86px-US_Department_of_Justice_Scales_Of_Justice.svgThe October 2009 edition of the National Jurist magazine includes a statement from Jack Crittenden, the publication’s editor-in-chief, calling for law schools to begin teaching morality.  Citing the embarrassing role played by lawyers in the financial meltdown of 2008, Crittenden writes that “our law schools should be discussing the concepts of fairness and compassion in relation to the law and representing clients.” He further notes: “Today, it is the institutions of higher education that must carry forth the banners of morality, virtue and responsibility in order to keep America great. And law schools play a greater role in that responsibility than perhaps any other institution of higher learning.”

How to teach ethics and morality, or even if it is appropriate to do so, has been a much discussed topic in the legal academy, going back at least to the Watergate Crisis of the mid-1970’s.  One aspect of the debate has involved what to call the basic course in legal ethics and professional responsibility required of all law students.  Should the course be primarily about the formal rules governing lawyer conduct or should it focus on the ethical conduct of lawyers separate and apart from the rules that govern them?  Although course titles can be misleading, they often reflect the way that a particular institution has answered this question.
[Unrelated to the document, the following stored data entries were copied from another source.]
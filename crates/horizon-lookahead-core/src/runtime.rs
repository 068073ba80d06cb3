//! Async runtime that drives transition interpolation tasks.
//!
//! Each shared element runs two long-lived tasks (offset and size) that tick
//! once per animation frame. Hosts already running inside tokio can hand
//! their own [`Handle`] to the transition scope; everyone else creates an
//! [`AnimationRuntime`].
//!
//! # Runtime Types
//!
//! - **Current-thread** (default): tasks only make progress while the host
//!   drives the runtime via [`AnimationRuntime::block_on`] or
//!   [`AnimationRuntime::advance`]. This gives the cooperative, frame-driven
//!   model where layout and interpolation never run at the same time.
//!
//! - **Multi-threaded**: tasks run on a worker pool in the background.
//!   Registry access is serialized by a mutex per container, so this is
//!   safe, but frames become less deterministic.
//!
//! # Example
//!
//! ```no_run
//! use horizon_lookahead_core::runtime::{AnimationRuntime, RuntimeConfig};
//! use std::time::Duration;
//!
//! let runtime = AnimationRuntime::new(RuntimeConfig::default())?;
//! let _guard = runtime.enter();
//! // ... build a transition container, run a layout pass ...
//! runtime.advance(Duration::from_millis(16));
//! # Ok::<(), horizon_lookahead_core::LookaheadError>(())
//! ```

use std::future::Future;
use std::time::Duration;

use tokio::runtime::{Builder, EnterGuard, Handle, Runtime};
use tokio::task::JoinHandle;

use crate::error::{LookaheadError, Result};

/// The type of async runtime to create.
#[derive(Debug, Clone, Copy, PartialEq, Eq, Default)]
pub enum RuntimeType {
    /// Current-thread runtime driven by the host's frame loop.
    #[default]
    CurrentThread,

    /// Multi-threaded runtime using Tokio's default scheduler.
    MultiThreaded,
}

/// Configuration for the animation runtime.
#[derive(Debug, Clone)]
pub struct RuntimeConfig {
    /// The type of runtime to create.
    pub runtime_type: RuntimeType,
    /// Number of worker threads for multi-threaded runtime.
    /// Defaults to the number of CPU cores.
    pub worker_threads: Option<usize>,
    /// Name prefix for runtime threads.
    pub thread_name: String,
}

impl Default for RuntimeConfig {
    fn default() -> Self {
        Self {
            runtime_type: RuntimeType::CurrentThread,
            worker_threads: None,
            thread_name: "horizon-animation".to_string(),
        }
    }
}

impl RuntimeConfig {
    /// Create a configuration for a current-thread runtime.
    pub fn current_thread() -> Self {
        Self::default()
    }

    /// Create a configuration for a multi-threaded runtime.
    pub fn multi_threaded() -> Self {
        Self {
            runtime_type: RuntimeType::MultiThreaded,
            ..Default::default()
        }
    }

    /// Set the number of worker threads (multi-threaded runtime only).
    pub fn with_worker_threads(mut self, count: usize) -> Self {
        self.worker_threads = Some(count);
        self
    }

    /// Set the thread name prefix.
    pub fn with_thread_name(mut self, name: impl Into<String>) -> Self {
        self.thread_name = name.into();
        self
    }
}

/// Owns the tokio runtime that interpolation tasks are spawned on.
pub struct AnimationRuntime {
    runtime: Runtime,
    runtime_type: RuntimeType,
}

impl AnimationRuntime {
    /// Create a new runtime with the given configuration.
    ///
    /// The time driver is always enabled; interpolation tasks tick on it.
    pub fn new(config: RuntimeConfig) -> Result<Self> {
        let mut builder = match config.runtime_type {
            RuntimeType::CurrentThread => Builder::new_current_thread(),
            RuntimeType::MultiThreaded => {
                let mut builder = Builder::new_multi_thread();
                if let Some(workers) = config.worker_threads {
                    builder.worker_threads(workers);
                }
                builder
            }
        };
        builder.thread_name(&config.thread_name).enable_time();

        let runtime = builder.build().map_err(LookaheadError::RuntimeCreation)?;
        tracing::debug!(
            target: "horizon_lookahead_core::runtime",
            runtime_type = ?config.runtime_type,
            "animation runtime created"
        );

        Ok(Self {
            runtime,
            runtime_type: config.runtime_type,
        })
    }

    /// Get the runtime type.
    pub fn runtime_type(&self) -> RuntimeType {
        self.runtime_type
    }

    /// Get a handle to the Tokio runtime.
    pub fn handle(&self) -> &Handle {
        self.runtime.handle()
    }

    /// Enter the runtime context so [`Handle::try_current`] finds it.
    pub fn enter(&self) -> EnterGuard<'_> {
        self.runtime.enter()
    }

    /// Spawn a task on the runtime.
    pub fn spawn<F>(&self, future: F) -> JoinHandle<F::Output>
    where
        F: Future + Send + 'static,
        F::Output: Send + 'static,
    {
        self.runtime.spawn(future)
    }

    /// Block on a future, running it (and, on a current-thread runtime, all
    /// spawned tasks) to completion.
    ///
    /// Do not call this from within an async context.
    pub fn block_on<F: Future>(&self, future: F) -> F::Output {
        self.runtime.block_on(future)
    }

    /// Let spawned tasks run for `duration` of wall-clock time.
    ///
    /// On a current-thread runtime this is how a host hands one frame's
    /// worth of time to the interpolation tasks.
    pub fn advance(&self, duration: Duration) {
        self.runtime.block_on(tokio::time::sleep(duration));
    }
}

impl std::fmt::Debug for AnimationRuntime {
    fn fmt(&self, f: &mut std::fmt::Formatter<'_>) -> std::fmt::Result {
        f.debug_struct("AnimationRuntime")
            .field("runtime_type", &self.runtime_type)
            .finish()
    }
}

/// Capture the handle of the runtime the caller is running inside.
pub fn current_handle() -> Result<Handle> {
    Handle::try_current().map_err(|e| LookaheadError::RuntimeUnavailable(e.to_string()))
}
//! Per-job handle: pull (`info`), push (listeners) and their reconciliation (`wait`).

use std::fmt;
use std::future::Future;
use std::sync::{Arc, Mutex, OnceLock, PoisonError};

use futures::future::{BoxFuture, FutureExt, Shared};
use tokio::sync::oneshot;
use tracing::debug;

use super::id::JobId;
use super::info::{JobInfo, JobStatus, ResultBindings};
use super::router::JobEventRouter;
use crate::bus::{Handler, JobEvent, JobEventKind, ListenerId, ListenerTable};
use crate::client::ClientCore;
use crate::config::{JOBS_PATH, JOB_STATUS_PATH};
use crate::error::{GridError, Result};
use crate::transport::HttpRequest;

const INFO_OPERATION: &str = "Error requesting job info";
const CANCEL_OPERATION: &str = "Error cancelling job";

type WaitFuture = Shared<BoxFuture<'static, Result<ResultBindings>>>;

/// Callbacks wired into a job handle at construction.
///
/// Both are repeatable listeners and never influence [`JobHandle::wait`].
/// `on_started` is best effort: a job that starts before its handle exists
/// will not trigger it.
#[derive(Clone, Default)]
pub struct JobCallbacks {
    on_progress: Option<Handler>,
    on_started: Option<Handler>,
}

impl JobCallbacks {
    pub fn new() -> Self {
        Self::default()
    }

    pub fn on_progress<F>(mut self, handler: F) -> Self
    where
        F: Fn(&JobEvent) + Send + Sync + 'static,
    {
        self.on_progress = Some(Arc::new(handler));
        self
    }

    pub fn on_started<F>(mut self, handler: F) -> Self
    where
        F: Fn(&JobEvent) + Send + Sync + 'static,
    {
        self.on_started = Some(Arc::new(handler));
        self
    }
}

impl fmt::Debug for JobCallbacks {
    fn fmt(&self, f: &mut fmt::Formatter<'_>) -> fmt::Result {
        f.debug_struct("JobCallbacks")
            .field("on_progress", &self.on_progress.is_some())
            .field("on_started", &self.on_started.is_some())
            .finish()
    }
}

/// Handle to one job on the server.
///
/// Cheap to clone; clones share listeners and the memoized wait future. The
/// handle's bus subscriptions are released when the last clone is dropped.
#[derive(Clone)]
pub struct JobHandle {
    inner: Arc<JobInner>,
}

struct JobInner {
    id: JobId,
    core: Arc<ClientCore>,
    listeners: Arc<ListenerTable>,
    router: Arc<JobEventRouter>,
    waiting: OnceLock<WaitFuture>,
}

impl fmt::Debug for JobHandle {
    fn fmt(&self, f: &mut fmt::Formatter<'_>) -> fmt::Result {
        f.debug_struct("JobHandle")
            .field("id", &self.inner.id)
            .field("listeners", &self.inner.listeners.total())
            .field("waiting", &self.is_waiting())
            .finish()
    }
}

impl JobHandle {
    pub(crate) fn new(core: Arc<ClientCore>, id: JobId, callbacks: JobCallbacks) -> Self {
        let listeners = Arc::new(ListenerTable::new());
        if let Some(handler) = callbacks.on_progress {
            listeners.on(JobEventKind::Progress, move |event| handler(event));
        }
        if let Some(handler) = callbacks.on_started {
            listeners.on(JobEventKind::Started, move |event| handler(event));
        }

        let router = Arc::new(JobEventRouter::attach(core.bus().clone(), id.clone(), &listeners));

        Self {
            inner: Arc::new(JobInner {
                id,
                core,
                listeners,
                router,
                waiting: OnceLock::new(),
            }),
        }
    }

    pub fn id(&self) -> &JobId {
        &self.inner.id
    }

    /// Fetch a fresh snapshot of the job. Never cached.
    pub async fn info(&self) -> Result<JobInfo> {
        fetch_info(&self.inner.core, &self.inner.id).await
    }

    /// Wait for the job to reach a terminal state.
    ///
    /// The first call registers one pair of terminal listeners right away and
    /// builds the wait future; every later call returns a clone of that same
    /// future. The entry status poll starts when the future is first polled,
    /// not when `wait` is called, but terminal events arriving in between are
    /// already captured. The poll and the terminal event race, and the first
    /// to observe the terminal state settles the future. Resolves with the
    /// result bindings on success and fails with [`GridError::JobFailed`] on
    /// failure. No timeout is applied.
    pub fn wait(&self) -> impl Future<Output = Result<ResultBindings>> + Send + 'static {
        self.inner.waiting.get_or_init(|| self.begin_wait()).clone()
    }

    /// Whether [`wait`](Self::wait) has been called on this job.
    pub fn is_waiting(&self) -> bool {
        self.inner.waiting.get().is_some()
    }

    /// Request cancellation. `force` asks the server to kill the job, which may
    /// skip the task's own cleanup.
    ///
    /// Returns once the server has accepted the request; observe termination
    /// through [`wait`](Self::wait) or the job events.
    pub async fn cancel(&self, force: bool) -> Result<bool> {
        let core = &self.inner.core;
        let mut url = core.url(&[JOBS_PATH, &self.inner.id.path_segment()]);
        if force {
            url.push_str("?kill=true");
        }

        debug!(job_id = %self.inner.id, force, "requesting job cancellation");
        core.execute(CANCEL_OPERATION, HttpRequest::delete(url)).await?;
        Ok(true)
    }

    pub fn on<F>(&self, kind: JobEventKind, handler: F) -> ListenerId
    where
        F: Fn(&JobEvent) + Send + Sync + 'static,
    {
        self.inner.listeners.on(kind, handler)
    }

    pub fn once<F>(&self, kind: JobEventKind, handler: F) -> ListenerId
    where
        F: Fn(&JobEvent) + Send + Sync + 'static,
    {
        self.inner.listeners.once(kind, handler)
    }

    pub fn remove_listener(&self, id: ListenerId) -> bool {
        self.inner.listeners.remove(id)
    }

    /// Remove listeners for `kind`, or all of them when `None`.
    ///
    /// Listeners registered by a pending [`wait`](Self::wait) are removed too,
    /// leaving that future to settle through its status poll alone.
    pub fn remove_all_listeners(&self, kind: Option<JobEventKind>) {
        self.inner.listeners.remove_all(kind)
    }

    pub fn listener_count(&self, kind: JobEventKind) -> usize {
        self.inner.listeners.count(kind)
    }

    fn begin_wait(&self) -> WaitFuture {
        let inner = &self.inner;
        let (tx, rx) = oneshot::channel::<JobEventKind>();
        let slot = Arc::new(Mutex::new(Some(tx)));

        for kind in [JobEventKind::Succeeded, JobEventKind::Failed] {
            let slot = slot.clone();
            inner.listeners.once(kind, move |_| {
                let sender = slot.lock().unwrap_or_else(PoisonError::into_inner).take();
                if let Some(sender) = sender {
                    let _ = sender.send(kind);
                }
            });
        }

        debug!(job_id = %inner.id, "waiting for job");

        let core = inner.core.clone();
        let id = inner.id.clone();
        // Keep events flowing to the listeners above while any waiter is alive,
        // even after every handle has been dropped.
        let keep_alive = (inner.listeners.clone(), inner.router.clone());

        async move {
            let _keep_alive = keep_alive;

            let poll_arm = async {
                match fetch_info(&core, &id).await {
                    Ok(info) => match settle_from_status(info) {
                        Some(outcome) => outcome,
                        None => {
                            debug!(job_id = %id, "job not terminal at entry poll");
                            std::future::pending().await
                        }
                    },
                    Err(e) => Err(e),
                }
            };

            let event_arm = async {
                match rx.await {
                    Ok(kind) => {
                        debug!(job_id = %id, event = %kind, "terminal event received, confirming");
                        fetch_info(&core, &id)
                            .await
                            .and_then(|info| settle_from_event(kind, info))
                    }
                    // Listener removed before it fired; the poll arm decides.
                    Err(_) => std::future::pending().await,
                }
            };

            tokio::select! {
                outcome = poll_arm => outcome,
                outcome = event_arm => outcome,
            }
        }
        .boxed()
        .shared()
    }
}

async fn fetch_info(core: &ClientCore, id: &JobId) -> Result<JobInfo> {
    let url = core.url(&[JOBS_PATH, &id.path_segment(), JOB_STATUS_PATH]);
    let value = core.execute(INFO_OPERATION, HttpRequest::get(url)).await?;
    JobInfo::from_value(value, id).map_err(|e| GridError::invalid_response(INFO_OPERATION, e))
}

fn settle_from_status(info: JobInfo) -> Option<Result<ResultBindings>> {
    match info.status {
        JobStatus::Succeeded => Some(Ok(info.results)),
        JobStatus::Failed => Some(Err(job_failure(info))),
        _ => None,
    }
}

fn settle_from_event(kind: JobEventKind, info: JobInfo) -> Result<ResultBindings> {
    match kind {
        JobEventKind::Succeeded => Ok(info.results),
        _ => Err(job_failure(info)),
    }
}

fn job_failure(info: JobInfo) -> GridError {
    GridError::JobFailed {
        message: info.error_message().unwrap_or_else(|| "Job failed".to_string()),
        job_id: info.job_id,
        error: info.error,
    }
}

#[cfg(test)]
mod tests {
    use super::*;
    use crate::client::ClientCore;
    use crate::config::ClientConfig;
    use crate::testing::ScriptedTransport;
    use crate::transport::{HttpResponse, Method};
    use pretty_assertions::assert_eq;
    use serde_json::json;
    use std::sync::atomic::{AtomicUsize, Ordering};

    const STATUS_URL: &str = "http://grid.test/jobs/7/status";

    fn core_with(transport: &ScriptedTransport) -> Arc<ClientCore> {
        Arc::new(ClientCore::new(
            ClientConfig::new("grid.test"),
            Arc::new(transport.clone()),
        ))
    }

    fn status(status: &str) -> HttpResponse {
        HttpResponse::json(
            200,
            &json!({
                "jobId": 7,
                "jobStatus": status,
                "jobResults": { "OUTPUT": { "best": 42, "raw": 42 } },
                "jobError": if status == "Failed" { "Task Failed" } else { "" }
            }),
        )
    }

    #[tokio::test]
    async fn concurrent_waits_share_one_entry_poll() {
        let transport = ScriptedTransport::new();
        transport.respond(Method::Get, STATUS_URL, status("Succeeded"));
        let job = JobHandle::new(core_with(&transport), JobId::from(7), JobCallbacks::new());

        let waits: Vec<_> = (0..8).map(|_| job.clone().wait()).collect();
        let outcomes = futures::future::join_all(waits).await;

        for outcome in outcomes {
            assert_eq!(outcome.unwrap().get("OUTPUT"), Some(&json!(42)));
        }
        assert_eq!(transport.count(Method::Get, STATUS_URL), 1);
        assert_eq!(job.listener_count(JobEventKind::Succeeded), 1);
        assert_eq!(job.listener_count(JobEventKind::Failed), 1);
        assert!(job.is_waiting());
    }

    #[tokio::test]
    async fn event_triggers_confirmation_poll() {
        let transport = ScriptedTransport::new();
        transport.respond(Method::Get, STATUS_URL, status("Started"));
        let core = core_with(&transport);
        let job = JobHandle::new(core.clone(), JobId::from(7), JobCallbacks::new());

        let wait = tokio::spawn(job.wait());
        while transport.count(Method::Get, STATUS_URL) == 0 {
            tokio::task::yield_now().await;
        }

        transport.respond(Method::Get, STATUS_URL, status("Failed"));
        core.bus().dispatch_raw("JobFailed", r#"{"jobId":7}"#);

        let err = wait.await.unwrap().unwrap_err();
        assert_eq!(err.to_string(), "Task Failed");
        assert!(err.is_job_failure());
        assert_eq!(transport.count(Method::Get, STATUS_URL), 2);
    }

    #[tokio::test]
    async fn entry_poll_waits_for_first_await() {
        let transport = ScriptedTransport::new();
        transport.respond(Method::Get, STATUS_URL, status("Started"));
        let core = core_with(&transport);
        let job = JobHandle::new(core.clone(), JobId::from(7), JobCallbacks::new());

        let wait = job.wait();
        assert_eq!(transport.count(Method::Get, STATUS_URL), 0);
        assert_eq!(job.listener_count(JobEventKind::Succeeded), 1);

        // The terminal event lands before the first await and is not lost.
        transport.respond(Method::Get, STATUS_URL, status("Succeeded"));
        core.bus().dispatch_raw("JobSucceeded", r#"{"jobId":7}"#);

        let results = wait.await.unwrap();
        assert_eq!(results.get("OUTPUT"), Some(&json!(42)));
    }

    #[tokio::test]
    async fn failure_keeps_structured_server_error() {
        let transport = ScriptedTransport::new();
        transport.respond(
            Method::Get,
            STATUS_URL,
            HttpResponse::json(
                200,
                &json!({
                    "jobId": 7,
                    "jobStatus": "Failed",
                    "jobError": { "message": "Out of memory", "code": 137 }
                }),
            ),
        );
        let job = JobHandle::new(core_with(&transport), JobId::from(7), JobCallbacks::new());

        let err = job.wait().await.unwrap_err();

        assert_eq!(err.to_string(), "Out of memory");
        assert_eq!(err.job_error(), Some(&json!({ "message": "Out of memory", "code": 137 })));
    }

    #[tokio::test]
    async fn callbacks_are_repeatable_listeners() {
        let transport = ScriptedTransport::new();
        let core = core_with(&transport);
        let hits = Arc::new(AtomicUsize::new(0));
        let counter = hits.clone();
        let job = JobHandle::new(
            core.clone(),
            JobId::from(7),
            JobCallbacks::new().on_progress(move |_| {
                counter.fetch_add(1, Ordering::SeqCst);
            }),
        );

        core.bus().dispatch_raw("JobProgress", r#"{"jobId":7,"progress":20}"#);
        core.bus().dispatch_raw("JobProgress", r#"{"jobId":7,"progress":40}"#);
        core.bus().dispatch_raw("JobProgress", r#"{"jobId":8,"progress":40}"#);

        assert_eq!(hits.load(Ordering::SeqCst), 2);
        assert_eq!(job.listener_count(JobEventKind::Progress), 1);
    }

    #[tokio::test]
    async fn cancel_sends_delete_with_kill_flag() {
        let transport = ScriptedTransport::new();
        transport.respond(Method::Delete, "http://grid.test/jobs/7?kill=true", HttpResponse::new(200, ""));
        transport.respond(Method::Delete, "http://grid.test/jobs/7", HttpResponse::new(500, "busy"));
        let job = JobHandle::new(core_with(&transport), JobId::from(7), JobCallbacks::new());

        assert_eq!(job.cancel(true).await, Ok(true));
        let err = job.cancel(false).await.unwrap_err();
        assert_eq!(err.to_string(), "Error cancelling job: 500: busy");
    }

    #[tokio::test]
    async fn dropping_handle_releases_bus_subscriptions() {
        let transport = ScriptedTransport::new();
        let core = core_with(&transport);
        let job = JobHandle::new(core.clone(), JobId::from(7), JobCallbacks::new());
        let clone = job.clone();

        assert_eq!(core.bus().route_count(JobEventKind::Started), 1);
        drop(job);
        assert_eq!(core.bus().route_count(JobEventKind::Started), 1);
        drop(clone);
        assert_eq!(core.bus().route_count(JobEventKind::Started), 0);
    }
}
Marquette’s experience has reflected the uncertainty over the proper name for the course that used to be universally known as “legal ethics.”  While the course at Marquette traditionally was called “Legal Ethics” at some point that title was abandoned, and the over the past twenty years it has been known variously as “Professional Responsibility,” “Law and Ethics of Lawyering,” and the current “Law Governing Lawyers.”  At Marquette, the term “ethics” was in the course name, then it wasn’t, then it was brought back, albeit in a secondary position to “law,” and then it was dropped again.  Although the current course description refers to “ethical principles” they are listed as second to “legal principles,” and the course’s focus is described as primarily a “study of the principal ways in which lawyers are regulated.”

From 1997 to 2000, Marquette had a second required course on the legal profession, called “The Lawyer in American Society.”  Initially, the primary text for this course was American Legal Ethics by the noted ethical theorist Thomas Shaffer of the Notre Dame Law School.  Shaffer’s book was not about the Rules of Professional Conduct but about the moral consequences of becoming a lawyer.  After the first year, the Shaffer text was abandoned, although one section did replace it with another Shaffer book entitled, Lawyers, Clients, and Moral Responsibility. By the end of the second year of the four year experiment, the ethics focus of the class was largely abandoned.

Why does Marquette Law School, a branch of a Christian university, seemingly have such difficulty in holding itself out as a teacher of ethics and morality?   Why don’t we still call the course “Legal Ethics”?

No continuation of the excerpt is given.